Return all lines from the entries below in which the word "close" is present.

:: The data

//! 实时通道 TCP 服务器
//!
//! 负责接受客户端连接并驱动会话协议:
//!
//! 1. 客户端必须在超时内发送 `RegisterUser` 握手
//! 2. 注册进 [`ConnectionRegistry`] (同用户旧连接被逐出)
//! 3. 服务循环: `Join` 追加房间, `Ping` 保活, 任何入向消息刷新活跃时间
//! 4. 断开或出错时注销 (仅当注册项仍属于本连接)

use std::net::SocketAddr;
use std::sync::Arc;
use std::time::Duration;

use tokio::net::{TcpListener, TcpStream};
use tokio_util::sync::CancellationToken;

use shared::message::{AckPayload, BusMessage, EventType, JoinPayload, RegisterPayload};

use crate::realtime::registry::{ClientConnection, ConnectionRegistry};
use crate::realtime::transport::{TcpTransport, Transport};
use crate::utils::AppError;

/// 握手必须在该时限内完成
const HANDSHAKE_TIMEOUT: Duration = Duration::from_secs(10);

/// Accept loop; runs until the shutdown token fires
pub async fn run_listener(
    registry: Arc<ConnectionRegistry>,
    port: u16,
    shutdown: CancellationToken,
) {
    let addr = format!("0.0.0.0:{}", port);
    let listener = match TcpListener::bind(&addr).await {
        Ok(listener) => listener,
        Err(e) => {
            tracing::error!(addr = %addr, error = %e, "Realtime channel failed to bind");
            return;
        }
    };
    tracing::info!("Realtime channel listening on {}", addr);

    loop {
        tokio::select! {
            _ = shutdown.cancelled() => {
                tracing::info!("Realtime channel shutting down");
                break;
            }
            result = listener.accept() => {
                match result {
                    Ok((stream, peer)) => {
                        tracing::debug!(peer = %peer, "Client connected");
                        spawn_client_handler(registry.clone(), stream, peer, shutdown.clone());
                    }
                    Err(e) => {
                        tracing::error!(error = %e, "Failed to accept connection");
                    }
                }
            }
        }
    }
}

fn spawn_client_handler(
    registry: Arc<ConnectionRegistry>,
    stream: TcpStream,
    peer: SocketAddr,
    shutdown: CancellationToken,
) {
    tokio::spawn(async move {
        let transport: Arc<dyn Transport> = Arc::new(TcpTransport::new(stream, peer));
        if let Err(e) = drive_connection(registry, transport, shutdown).await {
            tracing::debug!(peer = %peer, error = %e, "Client handler finished");
        }
    });
}

/// Handshake + serve loop for one connection, transport-agnostic so the
/// in-memory transport drives the same protocol in tests.
pub async fn drive_connection(
    registry: Arc<ConnectionRegistry>,
    transport: Arc<dyn Transport>,
    shutdown: CancellationToken,
) -> Result<(), AppError> {
    // ========== 握手 ==========
    let first = tokio::time::timeout(HANDSHAKE_TIMEOUT, transport.read_message())
        .await
        .map_err(|_| {
            AppError::validation("Handshake timeout: no RegisterUser within the time limit")
        })??;

    if first.event_type != EventType::RegisterUser {
        let _ = transport
            .write_message(&BusMessage::ack(&AckPayload::error(
                "Expected RegisterUser handshake",
            )))
            .await;
        let _ = transport.close().await;
        return Err(AppError::validation(format!(
            "Unexpected first event: {}",
            first.event_type
        )));
    }

    let register: RegisterPayload = match first.decode() {
        Ok(payload) => payload,
        Err(e) => {
            let _ = transport
                .write_message(&BusMessage::ack(&AckPayload::error("Malformed handshake")))
                .await;
            let _ = transport.close().await;
            return Err(AppError::validation(format!("Malformed handshake: {}", e)));
        }
    };

    let connection = Arc::new(ClientConnection::new(
        register.user_id.clone(),
        register.role,
        register.rooms,
        transport.clone(),
    ));
    let connection_id = connection.connection_id;
    let user_id = connection.user_id.clone();

    if let Some(evicted) = registry.register(connection.clone()) {
        evicted.close().await;
    }
    transport
        .write_message(&BusMessage::ack(&AckPayload::ok()))
        .await?;
    tracing::info!(user = %user_id, role = %register.role, "Client registered");

    // ========== 服务循环 ==========
    loop {
        tokio::select! {
            _ = shutdown.cancelled() => {
                let _ = transport.close().await;
                break;
            }
            incoming = transport.read_message() => {
                match incoming {
                    Ok(message) => {
                        connection.touch();
                        handle_client_message(&registry, &connection, &transport, message).await;
                    }
                    Err(AppError::ClientDisconnected) => {
                        tracing::debug!(user = %user_id, "Client disconnected");
                        registry.remove_if_current(&user_id, connection_id);
                        break;
                    }
                    Err(e) => {
                        tracing::warn!(user = %user_id, error = %e, "Read error, dropping connection");
                        registry.remove_if_current(&user_id, connection_id);
                        let _ = transport.close().await;
                        break;
                    }
                }
            }
        }
    }

    Ok(())
}

async fn handle_client_message(
    registry: &ConnectionRegistry,
    connection: &ClientConnection,
    transport: &Arc<dyn Transport>,
    message: BusMessage,
) {
    match message.event_type {
        EventType::Join => match message.decode::<JoinPayload>() {
            Ok(join) => {
                registry.join(&connection.user_id, join.rooms);
                let _ = transport
                    .write_message(&BusMessage::ack(&AckPayload::ok()))
                    .await;
            }
            Err(e) => {
                let _ = transport
                    .write_message(&BusMessage::ack(&AckPayload::error(format!(
                        "Malformed join: {}",
                        e
                    ))))
                    .await;
            }
        },
        EventType::Ping => {
            let _ = transport.write_message(&BusMessage::pong()).await;
        }
        EventType::RegisterUser => {
            let _ = transport
                .write_message(&BusMessage::ack(&AckPayload::error("Already registered")))
                .await;
        }
        // 服务端专属事件或无需响应的事件, 忽略
        EventType::NewNotification | EventType::Ack | EventType::Pong => {}
    }
}

#[cfg(test)]
mod tests {
    use super::*;
    use crate::realtime::transport::MemoryTransport;
    use shared::Role;

    fn registry() -> Arc<ConnectionRegistry> {
        Arc::new(ConnectionRegistry::new(Duration::from_secs(1800)))
    }

    async fn register_client(
        registry: Arc<ConnectionRegistry>,
        user: &str,
        rooms: Vec<String>,
        shutdown: CancellationToken,
    ) -> Arc<MemoryTransport> {
        let (server_side, client_side) = MemoryTransport::pair();
        let server_transport: Arc<dyn Transport> = server_side;
        tokio::spawn(drive_connection(registry, server_transport, shutdown));

        client_side
            .write_message(&BusMessage::register_user(&RegisterPayload {
                user_id: user.into(),
                role: Role::Agent,
                rooms,
            }))
            .await
            .unwrap();
        let ack = client_side.read_message().await.unwrap();
        assert_eq!(ack.event_type, EventType::Ack);
        assert!(ack.decode::<AckPayload>().unwrap().ok);
        client_side
    }

    #[tokio::test]
    async fn handshake_registers_and_join_adds_rooms() {
        let registry = registry();
        let shutdown = CancellationToken::new();
        let client =
            register_client(registry.clone(), "u1", vec!["hc_fann".into()], shutdown.clone())
                .await;
        assert_eq!(registry.len(), 1);

        client
            .write_message(&BusMessage::join(&JoinPayload {
                rooms: vec!["region_dakar".into()],
            }))
            .await
            .unwrap();
        let ack = client.read_message().await.unwrap();
        assert!(ack.decode::<AckPayload>().unwrap().ok);

        let members = registry.members_of(&["region_dakar".to_string()]);
        assert_eq!(members.len(), 1);
        assert_eq!(members[0].user_id, "u1");

        shutdown.cancel();
    }

    #[tokio::test]
    async fn first_message_must_be_register() {
        let registry = registry();
        let (server_side, client_side) = MemoryTransport::pair();
        let server_transport: Arc<dyn Transport> = server_side;
        let handle = tokio::spawn(drive_connection(
            registry.clone(),
            server_transport,
            CancellationToken::new(),
        ));

        client_side.write_message(&BusMessage::ping()).await.unwrap();
        let ack = client_side.read_message().await.unwrap();
        assert!(!ack.decode::<AckPayload>().unwrap().ok);
        assert!(handle.await.unwrap().is_err());
        assert!(registry.is_empty());
    }

    #[tokio::test]
    async fn ping_gets_pong_and_refreshes_activity() {
        let registry = registry();
        let shutdown = CancellationToken::new();
        let client = register_client(registry.clone(), "u1", vec![], shutdown.clone()).await;

        client.write_message(&BusMessage::ping()).await.unwrap();
        let pong = client.read_message().await.unwrap();
        assert_eq!(pong.event_type, EventType::Pong);

        shutdown.cancel();
    }

    #[tokio::test]
    async fn disconnect_unregisters_the_connection() {
        let registry = registry();
        let shutdown = CancellationToken::new();
        let client = register_client(registry.clone(), "u1", vec![], shutdown.clone()).await;
        assert_eq!(registry.len(), 1);

        client.close().await.unwrap();
        // 等 handler 观察到断开
        for _ in 0..50 {
            if registry.is_empty() {
                break;
            }
            tokio::time::sleep(Duration::from_millis(10)).await;
        }
        assert!(registry.is_empty());
    }
}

::::

Task output:
        let _ = transport.close().await;
            let _ = transport.close().await;
        evicted.close().await;
                let _ = transport.close().await;
                        let _ = transport.close().await;
        client.close().await.unwrap();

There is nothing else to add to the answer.